Sir David Higgins, chairman of HS2 Ltd, is today expected to announce some cost savings for High Speed 2 , the north-south high-speed rail link the UK government proposes to build. If press reports are accurate, then these ‘savings’ carry a good deal of spin and are a sad sign of the continued unnecessary political game-playing around the project.
The Financial Times reported last week that Sir David’s cost savings would come mainly from having a large-scale redevelopment of Euston station, HS2’s London terminus. This could then be paid for entirely by property developers would would recoup their investment from renting out commercial space above and around the new station.
Alas, this idea is nothing new. This month’s Modern Railways magazine carries an article by me in which I interview Beth West, HS2’s commercial director. Magazines being what they are, the actual interview took place in February, and indeed on the same day Ms West met Sir David, who’d just joined HS2 Ltd, for the first time. So he hadn’t had much time to prepare his report. The article says:
“As with Crossrail, HS2 Ltd also intends to engage the private sector in contributing to the construction cost of stations.”

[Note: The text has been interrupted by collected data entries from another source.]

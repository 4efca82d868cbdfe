//! `dfx` invocations.
//!
//! Every command runs as a direct child process with its arguments passed
//! verbatim, so Candid text never goes through a shell.

use std::path::PathBuf;
use std::time::Duration;

use candid::Principal;
use travel3::{shell_line, Args};

use crate::cli::{CallOutput, CanisterCli};
use crate::error::DfxError;

/// How to reach `dfx`.
#[derive(Debug, Clone)]
pub struct DfxConfig {
    /// Path or name of the `dfx` binary (default: `dfx`).
    pub binary: String,
    /// Network passed to `canister` and `build` commands (default: `local`).
    pub network: String,
    /// Directory holding `dfx.json` (default: current directory).
    pub project_root: PathBuf,
    /// Per-command timeout in seconds (default: 300).
    pub timeout_secs: u64,
    /// Print commands instead of running them.
    pub dry_run: bool,
}

impl Default for DfxConfig {
    fn default() -> Self {
        Self {
            binary: "dfx".to_string(),
            network: "local".to_string(),
            project_root: PathBuf::from("."),
            timeout_secs: 300,
            dry_run: false,
        }
    }
}

/// Captured output of a successful command.
#[derive(Debug, Clone, Default)]
pub struct DfxOutput {
    pub stdout: String,
}

/// Runs `dfx` commands for one project.
pub struct DfxContext {
    config: DfxConfig,
}

impl DfxContext {
    pub fn new(config: DfxConfig) -> Self {
        Self { config }
    }

    pub fn config(&self) -> &DfxConfig {
        &self.config
    }

    /// Full argument list for a command, with the network flag where dfx takes one.
    pub fn command_args(&self, args: &[&str]) -> Vec<String> {
        let mut full: Vec<String> = args.iter().map(|a| a.to_string()).collect();
        if matches!(args.first(), Some(&"canister") | Some(&"build")) {
            full.push("--network".to_string());
            full.push(self.config.network.clone());
        }
        full
    }

    /// The command line as it would be typed into a shell.
    pub fn preview(&self, args: &[&str]) -> String {
        shell_line(&self.config.binary, &self.command_args(args))
    }

    /// Run a command, or print it in dry-run mode.
    pub async fn run(&self, args: &[&str]) -> Result<DfxOutput, DfxError> {
        if self.config.dry_run {
            println!("{}", self.preview(args));
            return Ok(DfxOutput::default());
        }
        self.execute(args).await
    }

    /// Run a command even in dry-run mode. Only for read-only commands.
    async fn execute(&self, args: &[&str]) -> Result<DfxOutput, DfxError> {
        let full = self.command_args(args);
        let command = shell_line(&self.config.binary, &full);
        tracing::debug!(command = %command, "running dfx");

        let result = tokio::time::timeout(
            Duration::from_secs(self.config.timeout_secs),
            tokio::process::Command::new(&self.config.binary)
                .args(&full)
                .current_dir(&self.config.project_root)
                .kill_on_drop(true)
                .output(),
        )
        .await
        .map_err(|_| DfxError::Timeout {
            command: command.clone(),
            secs: self.config.timeout_secs,
        })?
        .map_err(|e| match e.kind() {
            std::io::ErrorKind::NotFound => DfxError::NotFound(self.config.binary.clone()),
            _ => DfxError::Io(e),
        })?;

        if !result.status.success() {
            let stderr = String::from_utf8_lossy(&result.stderr);
            tracing::debug!(command = %command, stderr = %stderr, "dfx command failed");
            return Err(DfxError::Failed {
                command,
                code: result.status.code(),
                stderr: stderr.trim().to_string(),
            });
        }

        Ok(DfxOutput {
            stdout: String::from_utf8_lossy(&result.stdout).to_string(),
        })
    }

    /// `dfx ping <network>`; true once the replica answers.
    pub async fn ping(&self) -> bool {
        self.execute(&["ping", &self.config.network]).await.is_ok()
    }

    /// `dfx stop`.
    pub async fn stop(&self) -> Result<(), DfxError> {
        self.execute(&["stop"]).await.map(|_| ())
    }
}

impl CanisterCli for DfxContext {
    async fn create(&self, canister: &str) -> Result<(), DfxError> {
        self.run(&["canister", "create", canister]).await?;
        tracing::info!(canister, "canister created");
        Ok(())
    }

    async fn build(&self) -> Result<(), DfxError> {
        self.run(&["build"]).await?;
        tracing::info!("canisters built");
        Ok(())
    }

    async fn install(&self, canister: &str, args: &Args) -> Result<(), DfxError> {
        let argument = args.to_string();
        self.run(&["canister", "install", canister, "--argument", &argument])
            .await?;
        tracing::info!(canister, "canister installed");
        Ok(())
    }

    async fn call(&self, canister: &str, method: &str, args: &Args) -> Result<CallOutput, DfxError> {
        let argument = args.to_string();
        let output = self
            .run(&["canister", "call", canister, method, &argument])
            .await?;
        Ok(CallOutput::new(output.stdout.trim()))
    }

    async fn principal(&self) -> Result<Principal, DfxError> {
        let text = match self.execute(&["identity", "get-principal"]).await {
            Ok(output) => output.stdout.trim().to_string(),
            Err(e) if self.config.dry_run => {
                tracing::warn!(error = %e, "no dfx identity, previewing with anonymous principal");
                return Ok(Principal::anonymous());
            }
            Err(e) => return Err(e),
        };
        if text.is_empty() {
            return Err(DfxError::EmptyPrincipal);
        }
        Principal::from_text(&text).map_err(|e| DfxError::InvalidPrincipal {
            text,
            reason: e.to_string(),
        })
    }
}

#[cfg(test)]
mod tests {
    use super::*;
    use travel3::Value;

    fn context(binary: &str) -> DfxContext {
        DfxContext::new(DfxConfig {
            binary: binary.to_string(),
            network: "ic".to_string(),
            timeout_secs: 10,
            ..DfxConfig::default()
        })
    }

    #[test]
    fn network_flag_only_for_canister_and_build() {
        let ctx = context("dfx");
        assert_eq!(
            ctx.command_args(&["canister", "create", "b"]),
            vec!["canister", "create", "b", "--network", "ic"]
        );
        assert_eq!(ctx.command_args(&["build"]), vec!["build", "--network", "ic"]);
        assert_eq!(
            ctx.command_args(&["identity", "get-principal"]),
            vec!["identity", "get-principal"]
        );
    }

    #[test]
    fn preview_quotes_candid_argument() {
        let ctx = context("/usr/local/bin/dfx");
        let line = ctx.preview(&["canister", "call", "b", "mint", "(principal \"aaaaa-aa\")"]);
        assert_eq!(
            line,
            "/usr/local/bin/dfx canister call b mint '(principal \"aaaaa-aa\")' --network ic"
        );
    }

    #[cfg(unix)]
    #[tokio::test]
    async fn arguments_are_passed_verbatim() {
        // `echo` prints its arguments back, standing in for dfx.
        let ctx = context("echo");
        let args = Args::new([Value::text("it's \"quoted\" $(x)")]);
        let out = ctx.call("b", "mint", &args).await.unwrap();
        assert_eq!(
            out.raw,
            "canister call b mint (\"it's \\\"quoted\\\" $(x)\") --network ic"
        );
    }

    #[cfg(unix)]
    #[tokio::test]
    async fn principal_output_must_parse() {
        // `echo` prints "identity get-principal", which is no principal.
        let ctx = context("echo");
        match ctx.principal().await {
            Err(e @ DfxError::InvalidPrincipal { .. }) => {
                assert!(e.to_string().contains("identity get-principal"));
                assert!(e.is_fatal());
            }
            other => panic!("unexpected result: {other:?}"),
        }
    }

    #[cfg(unix)]
    #[tokio::test]
    async fn non_zero_exit_is_failed() {
        let ctx = context("false");
        match ctx.build().await {
            Err(DfxError::Failed { command, code, .. }) => {
                assert_eq!(command, "false build --network ic");
                assert_eq!(code, Some(1));
            }
            other => panic!("unexpected result: {other:?}"),
        }
    }

    #[cfg(unix)]
    #[tokio::test]
    async fn empty_principal_is_fatal() {
        // `true` succeeds with no output.
        let ctx = context("true");
        let err = ctx.principal().await.unwrap_err();
        assert!(matches!(err, DfxError::EmptyPrincipal));
        assert!(err.is_fatal());
    }

    #[tokio::test]
    async fn missing_binary_is_not_found() {
        let ctx = context("/nonexistent/travel3/dfx");
        let err = ctx.create("b").await.unwrap_err();
        assert!(matches!(err, DfxError::NotFound(_)));
        assert!(err.is_fatal());
    }

    #[tokio::test]
    async fn dry_run_runs_nothing() {
        let ctx = DfxContext::new(DfxConfig {
            binary: "/nonexistent/travel3/dfx".to_string(),
            dry_run: true,
            ..DfxConfig::default()
        });
        ctx.create("b").await.unwrap();
        let out = ctx.call("b", "mint", &Args::default()).await.unwrap();
        assert!(out.raw.is_empty());
        // identity lookup still runs and falls back to the anonymous principal
        assert_eq!(ctx.principal().await.unwrap(), Principal::anonymous());
    }

    #[cfg(unix)]
    #[tokio::test]
    async fn slow_command_times_out() {
        let ctx = DfxContext::new(DfxConfig {
            binary: "sleep".to_string(),
            timeout_secs: 1,
            ..DfxConfig::default()
        });
        let err = ctx.execute(&["5"]).await.unwrap_err();
        assert!(matches!(err, DfxError::Timeout { secs: 1, .. }));
    }
}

That’s a very cramped way (I was, like all journalists, struggling with the word count) of expressing that the plan has always been to get property developers to help pay for the cost of stations. That is what is happening with Crossrail, and it’s what was going to happen with Euston already. And since HS2 will have bigger stations than Crossrail, with more commercial development, the contributions will naturally be bigger. To argue that a bigger Euston HS2 station than previously planned would paradoxically cost the taxpayer less, because it would attract greater private sector investment, is not entirely implausible, but it’s misleading to suggest this idea has been plucked out of nowhere.
If I sound cynical, remember that the government has already tried to spin mythical cost savings about HS2. Last month, I blogged exclusively that they had briefed the media on a supposed £10 billion saving for HS2, which simply involved doing what they intended to do all along (sell a concession to operate the line to the private sector).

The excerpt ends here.